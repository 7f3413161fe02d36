use crate::app_config::{AppConfig, Environment};
use crate::policy::AvailabilityPolicy;
use crate::ConfigError;

pub const DEFAULT_USER_AGENT: &str =
    "Mozilla/5.0 (Windows NT 10.0; Win64; x64) AppleWebKit/537.36 (KHTML, like Gecko) Chrome/120.0 Safari/537.36";
pub const DEFAULT_ACCEPT_LANGUAGE: &str = "tr-TR,tr;q=0.9,en-US;q=0.8,en;q=0.7";

/// Load application configuration from environment variables.
///
/// Calls `dotenvy::dotenv().ok()` to load `.env` files before reading env vars.
///
/// # Errors
///
/// Returns `ConfigError` if a value is present but invalid.
pub fn load_app_config() -> Result<AppConfig, ConfigError> {
    dotenvy::dotenv().ok();
    load_app_config_from_env()
}

/// Load application configuration from environment variables already in the process.
///
/// Unlike [`load_app_config`], this does NOT load `.env` files.
///
/// # Errors
///
/// Returns `ConfigError` if a value is present but invalid.
pub fn load_app_config_from_env() -> Result<AppConfig, ConfigError> {
    build_app_config(|key| std::env::var(key))
}

/// Build application configuration using the provided env-var lookup function.
///
/// All parsing and validation lives here so it can be tested with a plain
/// `HashMap` lookup.
fn build_app_config<F>(lookup: F) -> Result<AppConfig, ConfigError>
where
    F: Fn(&str) -> Result<String, std::env::VarError>,
{
    use std::net::SocketAddr;

    let or_default = |var: &str, default: &str| -> String {
        lookup(var).unwrap_or_else(|_| default.to_string())
    };

    let invalid = |var: &str, reason: String| ConfigError::InvalidEnvVar {
        var: var.to_string(),
        reason,
    };

    let parse_addr = |var: &str, default: &str| -> Result<SocketAddr, ConfigError> {
        or_default(var, default)
            .parse::<SocketAddr>()
            .map_err(|e| invalid(var, e.to_string()))
    };

    let parse_u64 = |var: &str, default: &str| -> Result<u64, ConfigError> {
        or_default(var, default)
            .parse::<u64>()
            .map_err(|e| invalid(var, e.to_string()))
    };

    let parse_timeout = |var: &str, default: &str| -> Result<u64, ConfigError> {
        match parse_u64(var, default)? {
            0 => Err(invalid(var, "timeout must be at least 1 second".to_string())),
            secs => Ok(secs),
        }
    };

    let parse_bool = |var: &str, default: &str| -> Result<bool, ConfigError> {
        parse_flag(&or_default(var, default)).ok_or_else(|| {
            invalid(
                var,
                "expected one of true/false/1/0/yes/no/on/off".to_string(),
            )
        })
    };

    let env = parse_environment(&or_default("STOCKCHECK_ENV", "development"))?;
    let bind_addr = parse_addr("STOCKCHECK_BIND_ADDR", "0.0.0.0:8000")?;
    let log_level = or_default("STOCKCHECK_LOG_LEVEL", "info");

    let site_base_url = or_default("STOCKCHECK_SITE_BASE_URL", "https://www.zara.com")
        .trim_end_matches('/')
        .to_string();
    if !(site_base_url.starts_with("http://") || site_base_url.starts_with("https://")) {
        return Err(invalid(
            "STOCKCHECK_SITE_BASE_URL",
            format!("expected an http(s) origin, got '{site_base_url}'"),
        ));
    }
    let site_locale = or_default("STOCKCHECK_SITE_LOCALE", "tr/tr")
        .trim_matches('/')
        .to_string();

    // A blank key is treated the same as no key at all.
    let proxy_api_key = lookup("ZENROWS_API_KEY")
        .ok()
        .map(|k| k.trim().to_string())
        .filter(|k| !k.is_empty());
    let proxy_endpoint = or_default("STOCKCHECK_PROXY_ENDPOINT", "https://api.zenrows.com/v1/");
    let proxy_js_render = parse_bool("STOCKCHECK_PROXY_JS_RENDER", "false")?;
    let proxy_wait_ms = parse_u64("STOCKCHECK_PROXY_WAIT_MS", "0")?;
    let prefer_proxy = parse_bool("STOCKCHECK_PREFER_PROXY", "true")?;

    let direct_timeout_secs = parse_timeout("STOCKCHECK_DIRECT_TIMEOUT_SECS", "20")?;
    let proxy_timeout_secs = parse_timeout("STOCKCHECK_PROXY_TIMEOUT_SECS", "30")?;

    let user_agent = or_default("STOCKCHECK_USER_AGENT", DEFAULT_USER_AGENT);
    let accept_language = or_default("STOCKCHECK_ACCEPT_LANGUAGE", DEFAULT_ACCEPT_LANGUAGE);

    let availability_policy = lookup("STOCKCHECK_POSITIVE_CODES")
        .map(|raw| AvailabilityPolicy::from_csv(&raw))
        .unwrap_or_default();
    if availability_policy.positive_codes().is_empty() {
        return Err(invalid(
            "STOCKCHECK_POSITIVE_CODES",
            "at least one availability code is required".to_string(),
        ));
    }

    let search_fallback = parse_bool("STOCKCHECK_SEARCH_FALLBACK", "true")?;

    Ok(AppConfig {
        env,
        bind_addr,
        log_level,
        site_base_url,
        site_locale,
        proxy_api_key,
        proxy_endpoint,
        proxy_js_render,
        proxy_wait_ms,
        prefer_proxy,
        direct_timeout_secs,
        proxy_timeout_secs,
        user_agent,
        accept_language,
        availability_policy,
        search_fallback,
    })
}

/// Parse a string into an `Environment` variant.
fn parse_environment(s: &str) -> Result<Environment, ConfigError> {
    match s {
        "development" => Ok(Environment::Development),
        "test" => Ok(Environment::Test),
        "production" => Ok(Environment::Production),
        other => Err(ConfigError::InvalidEnvVar {
            var: "STOCKCHECK_ENV".to_string(),
            reason: format!("expected development, test, or production; got '{other}'"),
        }),
    }
}

fn parse_flag(s: &str) -> Option<bool> {
    match s.trim().to_ascii_lowercase().as_str() {
        "true" | "1" | "yes" | "on" => Some(true),
        "false" | "0" | "no" | "off" => Some(false),
        _ => None,
    }
}

#[cfg(test)]
#[path = "config_test.rs"]
mod tests;
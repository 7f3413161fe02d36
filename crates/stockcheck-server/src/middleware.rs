use axum::{extract::Request, http::HeaderValue, middleware::Next, response::Response};
use uuid::Uuid;

pub const REQUEST_ID_HEADER: &str = "x-request-id";

/// Newtype wrapping a request ID string, stored as a request extension.
#[derive(Debug, Clone)]
pub struct RequestId(pub String);

/// Axum middleware that extracts or generates a request ID.
///
/// If the incoming request has an `x-request-id` header, that value is used.
/// Otherwise a new `UUIDv4` is generated. The ID is:
/// - Inserted into request extensions as [`RequestId`]
/// - Set on the response as the `x-request-id` header
pub async fn request_id(mut req: Request, next: Next) -> Response {
    let id = incoming_request_id(req.headers().get(REQUEST_ID_HEADER))
        .map_or_else(|| Uuid::new_v4().to_string(), String::from);

    req.extensions_mut().insert(RequestId(id.clone()));

    let mut res = next.run(req).await;

    if let Ok(val) = HeaderValue::from_str(&id) {
        res.headers_mut().insert(REQUEST_ID_HEADER, val);
    }

    res
}

fn incoming_request_id(value: Option<&HeaderValue>) -> Option<&str> {
    value
        .and_then(|v| v.to_str().ok())
        .map(str::trim)
        .filter(|s| !s.is_empty())
}

#[cfg(test)]
mod tests {
    use super::*;

    #[test]
    fn incoming_request_id_accepts_header_value() {
        let header = HeaderValue::from_static("req-abc");
        assert_eq!(incoming_request_id(Some(&header)), Some("req-abc"));
    }

    #[test]
    fn incoming_request_id_ignores_blank_header() {
        let header = HeaderValue::from_static("   ");
        assert_eq!(incoming_request_id(Some(&header)), None);
        assert_eq!(incoming_request_id(None), None);
    }
}
//! Tier 1: the `window.zara.viewData` page-state block.

use std::sync::LazyLock;

use regex::Regex;
use serde_json::Value;
use stockcheck_core::VariantAvailability;

use crate::error::StructuredStateError;

static VIEW_DATA_ASSIGNMENT: LazyLock<Regex> =
    LazyLock::new(|| Regex::new(r"window\.zara\.viewData\s*=\s*").expect("valid regex"));

static TRAILING_COMMA: LazyLock<Regex> =
    LazyLock::new(|| Regex::new(r",\s*([}\]])").expect("valid regex"));

/// Locates and parses the page-state object.
///
/// # Errors
///
/// - [`StructuredStateError::NotFound`] when no assignment of an object
///   literal to `window.zara.viewData` exists.
/// - [`StructuredStateError::Unterminated`] when the object never closes.
/// - [`StructuredStateError::Malformed`] when the object is not JSON, even
///   after trailing commas are stripped.
pub(crate) fn extract_structured_state(html: &str) -> Result<Value, StructuredStateError> {
    let raw = locate_state_block(html)?;
    parse_state(raw)
}

fn locate_state_block(html: &str) -> Result<&str, StructuredStateError> {
    for m in VIEW_DATA_ASSIGNMENT.find_iter(html) {
        let rest = &html[m.end()..];
        if rest.starts_with('{') {
            return extract_balanced_object(rest).ok_or(StructuredStateError::Unterminated);
        }
    }
    Err(StructuredStateError::NotFound)
}

/// Returns the shortest prefix of `s` that forms a complete `{…}` object.
///
/// Tracks brace depth while skipping string literals and escapes. Only `}`
/// at depth 0 closes the object, so `{42]` is never accepted.
pub(crate) fn extract_balanced_object(s: &str) -> Option<&str> {
    if !s.starts_with('{') {
        return None;
    }
    let mut depth: i32 = 0;
    let mut in_string = false;
    let mut escape = false;
    for (i, c) in s.char_indices() {
        if escape {
            escape = false;
            continue;
        }
        if in_string {
            match c {
                '\\' => escape = true,
                '"' => in_string = false,
                _ => {}
            }
            continue;
        }
        match c {
            '"' => in_string = true,
            '[' | '{' => depth += 1,
            ']' => depth -= 1,
            '}' => {
                depth -= 1;
                if depth == 0 {
                    return Some(&s[..=i]);
                }
            }
            _ => {}
        }
    }
    None
}

/// Parses the raw object, retrying once with trailing commas removed.
fn parse_state(raw: &str) -> Result<Value, StructuredStateError> {
    match serde_json::from_str(raw) {
        Ok(value) => Ok(value),
        Err(first) => {
            tracing::debug!(error = %first, "structured state is not strict JSON; stripping trailing commas");
            let cleaned = TRAILING_COMMA.replace_all(raw, "$1");
            serde_json::from_str(&cleaned).map_err(StructuredStateError::Malformed)
        }
    }
}

/// Collects every colour/size availability entry under `product.detail`.
///
/// `detail` may be a single object or an array of them. Sizes are read from
/// `detail.colors[*].sizes[*]` and, for layouts without colour grouping,
/// from `detail.sizes[*]`.
pub(crate) fn collect_variants(state: &Value) -> Vec<VariantAvailability> {
    let Some(detail) = state.pointer("/product/detail") else {
        return Vec::new();
    };
    let details: Vec<&Value> = match detail {
        Value::Array(items) => items.iter().collect(),
        other => vec![other],
    };

    let mut variants = Vec::new();
    for detail in details {
        if let Some(colors) = detail.get("colors").and_then(Value::as_array) {
            for color in colors {
                let color_label = label(color);
                variants.extend(
                    sizes(color).map(|size| to_variant(color_label.clone(), size)),
                );
            }
        }
        variants.extend(sizes(detail).map(|size| to_variant(None, size)));
    }
    variants
}

fn sizes(parent: &Value) -> impl Iterator<Item = &Value> {
    parent
        .get("sizes")
        .and_then(Value::as_array)
        .into_iter()
        .flatten()
        .filter(|s| s.is_object())
}

fn to_variant(color_label: Option<String>, size: &Value) -> VariantAvailability {
    VariantAvailability {
        color_label,
        size_label: label(size),
        raw_availability_code: size
            .get("availability")
            .and_then(Value::as_str)
            .unwrap_or_default()
            .trim()
            .to_ascii_lowercase(),
    }
}

/// `name` when present, otherwise the `id` rendered as text.
fn label(node: &Value) -> Option<String> {
    node.get("name")
        .and_then(Value::as_str)
        .map(str::to_string)
        .or_else(|| {
            node.get("id").and_then(|v| {
                v.as_str()
                    .map(str::to_string)
                    .or_else(|| v.as_i64().map(|n| n.to_string()))
            })
        })
}
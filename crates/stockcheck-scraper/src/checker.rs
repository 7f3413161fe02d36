//! End-to-end stock check: identifier → URL → fetch → extract → response.

use stockcheck_core::{
    AppConfig, AvailabilityPolicy, BatchItem, BatchResult, ErrorKind, StockCheckResponse,
    StockQuery,
};

use crate::error::FetchError;
use crate::extract::extract_availability;
use crate::fetch::{FetchConfig, FetchedPage, Fetcher};
use crate::resolver::resolve_product_id;
use crate::site::{normalize_identifier, SiteConfig};

/// Runs stock checks against one storefront.
///
/// Every failure is folded into the returned [`StockCheckResponse`]; the
/// check methods never return an error.
#[derive(Debug, Clone)]
pub struct StockChecker {
    fetcher: Fetcher,
    site: SiteConfig,
    policy: AvailabilityPolicy,
    prefer_proxy: bool,
    search_fallback: bool,
}

impl StockChecker {
    /// Creates a checker that prefers the proxy (when the fetcher has one)
    /// and uses the search fallback.
    #[must_use]
    pub fn new(fetcher: Fetcher, site: SiteConfig, policy: AvailabilityPolicy) -> Self {
        Self {
            fetcher,
            site,
            policy,
            prefer_proxy: true,
            search_fallback: true,
        }
    }

    /// # Errors
    ///
    /// Returns [`FetchError::Http`] if the HTTP client cannot be built.
    pub fn from_app_config(config: &AppConfig) -> Result<Self, FetchError> {
        let fetcher = Fetcher::new(FetchConfig::from_app_config(config))?;
        Ok(Self::new(
            fetcher,
            SiteConfig::from_app_config(config),
            config.availability_policy.clone(),
        )
        .with_prefer_proxy(config.prefer_proxy)
        .with_search_fallback(config.search_fallback))
    }

    #[must_use]
    pub fn with_prefer_proxy(mut self, prefer_proxy: bool) -> Self {
        self.prefer_proxy = prefer_proxy;
        self
    }

    #[must_use]
    pub fn with_search_fallback(mut self, search_fallback: bool) -> Self {
        self.search_fallback = search_fallback;
        self
    }

    pub async fn check_stock_by_sku(&self, sku: &str) -> StockCheckResponse {
        self.check(&StockQuery::sku(sku)).await
    }

    pub async fn check_stock_by_code(&self, code: &str) -> StockCheckResponse {
        self.check(&StockQuery::code(code)).await
    }

    /// Checks one identifier.
    ///
    /// An identifier without digits is resolved through the search page
    /// first. A failed canonical fetch is retried once with an id from the
    /// search page, when the search finds a different one.
    pub async fn check(&self, query: &StockQuery) -> StockCheckResponse {
        let searched = query.identifier.as_str();
        let mut product_id = normalize_identifier(searched);
        let mut resolved = false;

        if product_id.is_empty() && self.search_fallback && !searched.trim().is_empty() {
            match resolve_product_id(&self.fetcher, &self.site, searched, self.prefer_proxy).await {
                Ok(Some(id)) => {
                    product_id = id;
                    resolved = true;
                }
                Ok(None) => {
                    let url = self.site.search_url(searched).unwrap_or_default();
                    tracing::info!(identifier = searched, "no product id found via search");
                    return StockCheckResponse::failure(
                        ErrorKind::Unresolved,
                        "no product id found for identifier",
                        url,
                        product_id,
                        searched,
                    );
                }
                Err(e) => {
                    let url = self.site.search_url(searched).unwrap_or_default();
                    tracing::warn!(identifier = searched, error = %e, "search request failed");
                    return StockCheckResponse::failure(
                        e.kind(),
                        format!("search request failed: {}", e.detailed_message()),
                        url,
                        product_id,
                        searched,
                    );
                }
            }
        }

        let url = self.site.product_url(&product_id);
        let page = match self.fetcher.fetch(&url, self.prefer_proxy).await {
            Ok(page) => page,
            Err(err) => {
                let retried = if resolved {
                    None
                } else {
                    self.retry_via_search(searched, &product_id).await
                };
                match retried {
                    Some((id, page)) => {
                        product_id = id;
                        page
                    }
                    None => {
                        tracing::warn!(url, product_id, error = %err, "product page fetch failed");
                        return StockCheckResponse::failure(
                            err.kind(),
                            format!("request failed: {}", err.detailed_message()),
                            url,
                            product_id,
                            searched,
                        );
                    }
                }
            }
        };

        let extraction = extract_availability(&page.html, &self.policy);
        tracing::info!(
            url = page.source_url.as_str(),
            product_id,
            via_proxy = page.via_proxy,
            verdict = ?extraction.verdict,
            source = ?extraction.source,
            "stock check completed"
        );

        StockCheckResponse::determined(
            extraction.verdict,
            extraction.variants,
            extraction.source,
            extraction.message,
            page.source_url,
            product_id,
            searched,
        )
    }

    /// Checks each item in order. An invalid item becomes an inline
    /// `validation` failure and the rest of the batch still runs.
    pub async fn check_batch(&self, items: Vec<BatchItem>) -> Vec<BatchResult> {
        let mut results = Vec::with_capacity(items.len());
        for item in items {
            let response = match item.query() {
                Ok(query) => self.check(&query).await,
                Err(message) => {
                    tracing::debug!(brand = %item.brand, %message, "batch item rejected");
                    StockCheckResponse::failure(
                        ErrorKind::Validation,
                        message,
                        "",
                        "",
                        item.searched(),
                    )
                }
            };
            results.push(BatchResult::new(item, response));
        }
        results
    }

    /// Looks the identifier up on the search page and fetches the product
    /// it points at. Returns `None` when the fallback is disabled, finds
    /// nothing new, or fails.
    async fn retry_via_search(
        &self,
        searched: &str,
        failed_id: &str,
    ) -> Option<(String, FetchedPage)> {
        if !self.search_fallback || searched.trim().is_empty() {
            return None;
        }
        let id = match resolve_product_id(&self.fetcher, &self.site, searched, self.prefer_proxy)
            .await
        {
            Ok(Some(id)) if id != failed_id => id,
            Ok(_) => return None,
            Err(e) => {
                tracing::debug!(identifier = searched, error = %e, "search fallback failed");
                return None;
            }
        };
        let url = self.site.product_url(&id);
        match self.fetcher.fetch(&url, self.prefer_proxy).await {
            Ok(page) => Some((id, page)),
            Err(e) => {
                tracing::debug!(url, error = %e, "resolved product page fetch failed");
                None
            }
        }
    }
}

=-=-=-=-=

== Work to complete ==
Show all lines from the records above where the word "variables" occurs.

== Written reply ==
/// Load application configuration from environment variables.
/// Load application configuration from environment variables already in the process.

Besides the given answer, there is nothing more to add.